There are numerous ways of getting to Mason's campuses without a car from biking to taking mass transit. Mason is dedicated to making the campus a more pedestrian and bike friendly campus. Mason was recently designated as a “Bicycle Friendly University” by the League of American Bicyclists. There are resources to work a flexible schedule, find other riders going the same way, if you want to borrow a car for an hour to do errands, or preferred parking for those who carpool. There are numerous options to save money and reduce the environmental impact of your commute. Did you know that you can take the CUE bus for free with your Mason ID? Some programs will even give employees money or freebies such as the Commonwealth Commuter Choice program.
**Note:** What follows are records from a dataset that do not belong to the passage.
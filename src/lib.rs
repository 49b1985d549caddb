//! ndfc-vrf - VRF management client for DCNM/NDFC fabric controllers
//!
//! This crate manages VRFs and their switch attachments on an NDFC
//! fabric controller: a TTL caching layer over controller state, a
//! cache-aware REST client, and a reconciliation engine that drives the
//! controller toward a desired configuration under one of five modes
//! (merged, replaced, overridden, deleted, query).
//!
//! # Example
//!
//! ```rust,no_run
//! use std::sync::Arc;
//! use ndfc_vrf::transport::{HttpSender, RetryConfig, RetryingSender};
//! use ndfc_vrf::vrf::{self, VrfApi, VrfConfig};
//! use ndfc_vrf::ReconcileMode;
//!
//! #[tokio::main]
//! async fn main() -> ndfc_vrf::Result<()> {
//!     let sender = Arc::new(RetryingSender::new(
//!         Arc::new(HttpSender::new("https://ndfc.example.net")),
//!         RetryConfig::new(),
//!     ));
//!     let api = VrfApi::new(sender);
//!
//!     let desired = vec![VrfConfig::named("site-1", "blue")];
//!     let result = vrf::reconcile(api, ReconcileMode::Merged, &desired).await?;
//!
//!     println!("changed: {}, {}", result.changed, result.msg);
//!     Ok(())
//! }
//! ```
//!
//! # Caching
//!
//! Controller state is cached in-process with a five-minute default TTL
//! and passive expiry; each reconciliation batch pre-warms its fabrics
//! with one bulk read so N items cost one listing call. The cache is a
//! local accelerator — the controller stays the source of truth, and
//! mutations keep the two consistent (write-through on create/update,
//! eviction on delete).

pub mod attachment;
pub mod cache;
pub mod error;
mod reconcile;
mod result;
pub mod telemetry;
pub mod transport;
pub mod vrf;

// Re-export main types at crate root
pub use error::{Result, VrfError};
pub use reconcile::ReconcileMode;
pub use result::ModuleResult;

pub use attachment::{SwitchAttachConfig, VrfAttachmentApi, VrfAttachmentConfig};
pub use cache::{CacheKey, CacheManager, CachedResourceService, ResourceKind, TtlCache};
pub use transport::{ControllerResponse, HttpSender, RetryConfig, RetryingSender, Sender, Verb};
pub use vrf::{VrfApi, VrfConfig, VrfData, VrfPayload, VrfTemplate, VrfTemplateConfig};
Check out Mason's transportation website or the resources on the right to find out more.
In the Fall of 2011, Mason was the first Virginia university to launch an automated bikeshare system! Patriot Bikeshare has 20 bikes distributed across 6 stations on campus. The bikes unlock with the users cellphone via text, call, or mobile app. Any Mason affiliate can be come a member of the program for only $6 a month or $3 a day! Patriot Bikeshare was funded by the Patriot Green Fund.